▶ _YOUR INSTRUCTIONS_: If a line in the records contains the word "PartitionId", count it; state the resulting number and nothing more.

** Opening RECORDS SUPPLIED block **

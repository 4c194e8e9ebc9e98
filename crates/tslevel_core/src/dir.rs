//! Storage group directory management.
//!
//! This module handles the file system layout of one storage group:
//!
//! ```text
//! <root>/
//! ├─ LOCK                          # Advisory lock, one compactor per group
//! ├─ <name>.compaction.log         # Present only while a merge is in flight
//! ├─ sequence/<partition>/         # Sequence data files
//! │   ├─ 1700000000000-1-0.tsfile
//! │   └─ 1700000000000-1-0.tsfile.mods
//! └─ unsequence/<partition>/       # Unsequence data files
//! ```
//!
//! The LOCK file ensures only one process compacts a storage group at a time.

use crate::compaction::COMPACTION_LOG_SUFFIX;
use crate::error::{CoreError, CoreResult};
use crate::naming::{is_deleted_name, TsFileName, TSFILE_SUFFIX};
use crate::resource::FileResource;
use crate::types::PartitionId;
use fs2::FileExt;
use std::fs::{self, File, OpenOptions};
use std::path::{Path, PathBuf};
use std::sync::Arc;
use tracing::warn;

const LOCK_FILE: &str = "LOCK";

/// Directory holding sequence files.
pub const SEQUENCE_DIR: &str = "sequence";

/// Directory holding unsequence files.
pub const UNSEQUENCE_DIR: &str = "unsequence";

/// Data files found on disk by [`StorageGroupDir::scan`].
#[derive(Debug, Default)]
pub struct ScannedFiles {
    /// Sealed sequence files.
    pub sequence: Vec<Arc<FileResource>>,
    /// Sealed unsequence files.
    pub unsequence: Vec<Arc<FileResource>>,
}

/// A locked storage group directory.
///
/// Only one `StorageGroupDir` can exist per directory at a time; the lock is
/// released when it is dropped.
#[derive(Debug)]
pub struct StorageGroupDir {
    root: PathBuf,
    name: String,
    _lock_file: File,
}

impl StorageGroupDir {
    /// Opens or creates a storage group directory.
    ///
    /// # Errors
    ///
    /// Returns an error if:
    /// - `name` is empty or contains a path separator
    /// - the directory doesn't exist and `create_if_missing` is false
    /// - another process holds the lock (returns `StorageGroupLocked`)
    /// - I/O errors occur
    pub fn open(root: &Path, name: &str, create_if_missing: bool) -> CoreResult<Self> {
        if name.is_empty() || name.contains(['/', '\\']) {
            return Err(CoreError::invalid_operation(format!(
                "invalid storage group name: {name:?}"
            )));
        }

        if !root.exists() {
            if create_if_missing {
                fs::create_dir_all(root)?;
            } else {
                return Err(CoreError::invalid_operation(format!(
                    "storage group directory does not exist: {}",
                    root.display()
                )));
            }
        }
        if !root.is_dir() {
            return Err(CoreError::invalid_operation(format!(
                "path is not a directory: {}",
                root.display()
            )));
        }

        let lock_file = OpenOptions::new()
            .read(true)
            .write(true)
            .create(true)
            .truncate(false)
            .open(root.join(LOCK_FILE))?;
        if lock_file.try_lock_exclusive().is_err() {
            return Err(CoreError::StorageGroupLocked);
        }

        Ok(Self {
            root: root.to_path_buf(),
            name: name.to_string(),
            _lock_file: lock_file,
        })
    }

    /// Root directory.
    #[must_use]
    pub fn root(&self) -> &Path {
        &self.root
    }

    /// Storage group name.
    #[must_use]
    pub fn name(&self) -> &str {
        &self.name
    }

    /// Path of the compaction log.
    #[must_use]
    pub fn compaction_log_path(&self) -> PathBuf {
        self.root.join(format!("{}{COMPACTION_LOG_SUFFIX}", self.name))
    }

    /// Directory of one partition on one axis.
    #[must_use]
    pub fn partition_dir(&self, is_sequence: bool, partition: PartitionId) -> PathBuf {
        self.root
            .join(axis_dir(is_sequence))
            .join(partition.as_i64().to_string())
    }

    /// Path a new data file named `name` gets.
    #[must_use]
    pub fn file_path(&self, is_sequence: bool, partition: PartitionId, name: &TsFileName) -> PathBuf {
        name.in_dir(&self.partition_dir(is_sequence, partition))
    }

    /// Discovers live data files.
    ///
    /// Mark-deleted files, modification files and anything that is not a
    /// readable data file are skipped. Files are returned sorted by path.
    ///
    /// # Errors
    ///
    /// Returns an error if a directory cannot be listed.
    pub fn scan(&self) -> CoreResult<ScannedFiles> {
        Ok(ScannedFiles {
            sequence: self.scan_axis(true)?,
            unsequence: self.scan_axis(false)?,
        })
    }

    fn scan_axis(&self, is_sequence: bool) -> CoreResult<Vec<Arc<FileResource>>> {
        let axis = self.root.join(axis_dir(is_sequence));
        if !axis.is_dir() {
            return Ok(Vec::new());
        }

        let mut files = Vec::new();
        for entry in fs::read_dir(&axis)? {
            let entry = entry?;
            if !entry.file_type()?.is_dir() {
                continue;
            }
            let Some(partition) = entry
                .file_name()
                .to_str()
                .and_then(|s| s.parse::<i64>().ok())
                .map(PartitionId::new)
            else {
                warn!(path = %entry.path().display(), "skipping non-partition directory");
                continue;
            };

            for file in fs::read_dir(entry.path())? {
                let path = file?.path();
                let Some(name) = path.file_name().and_then(|n| n.to_str()) else {
                    continue;
                };
                if is_deleted_name(name) || !name.ends_with(TSFILE_SUFFIX) {
                    continue;
                }
                match FileResource::open_sealed(&path, partition) {
                    Ok(resource) => files.push(Arc::new(resource)),
                    Err(err) => {
                        warn!(path = %path.display(), error = %err, "skipping unreadable data file");
                    }
                }
            }
        }

        files.sort_by(|a, b| a.path().cmp(b.path()));
        Ok(files)
    }
}

fn axis_dir(is_sequence: bool) -> &'static str {
    if is_sequence {
        SEQUENCE_DIR
    } else {
        UNSEQUENCE_DIR
    }
}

** Closing RECORDS SUPPLIED block **

▶ _SOLUTION FOR THIS EXERCISE_: 4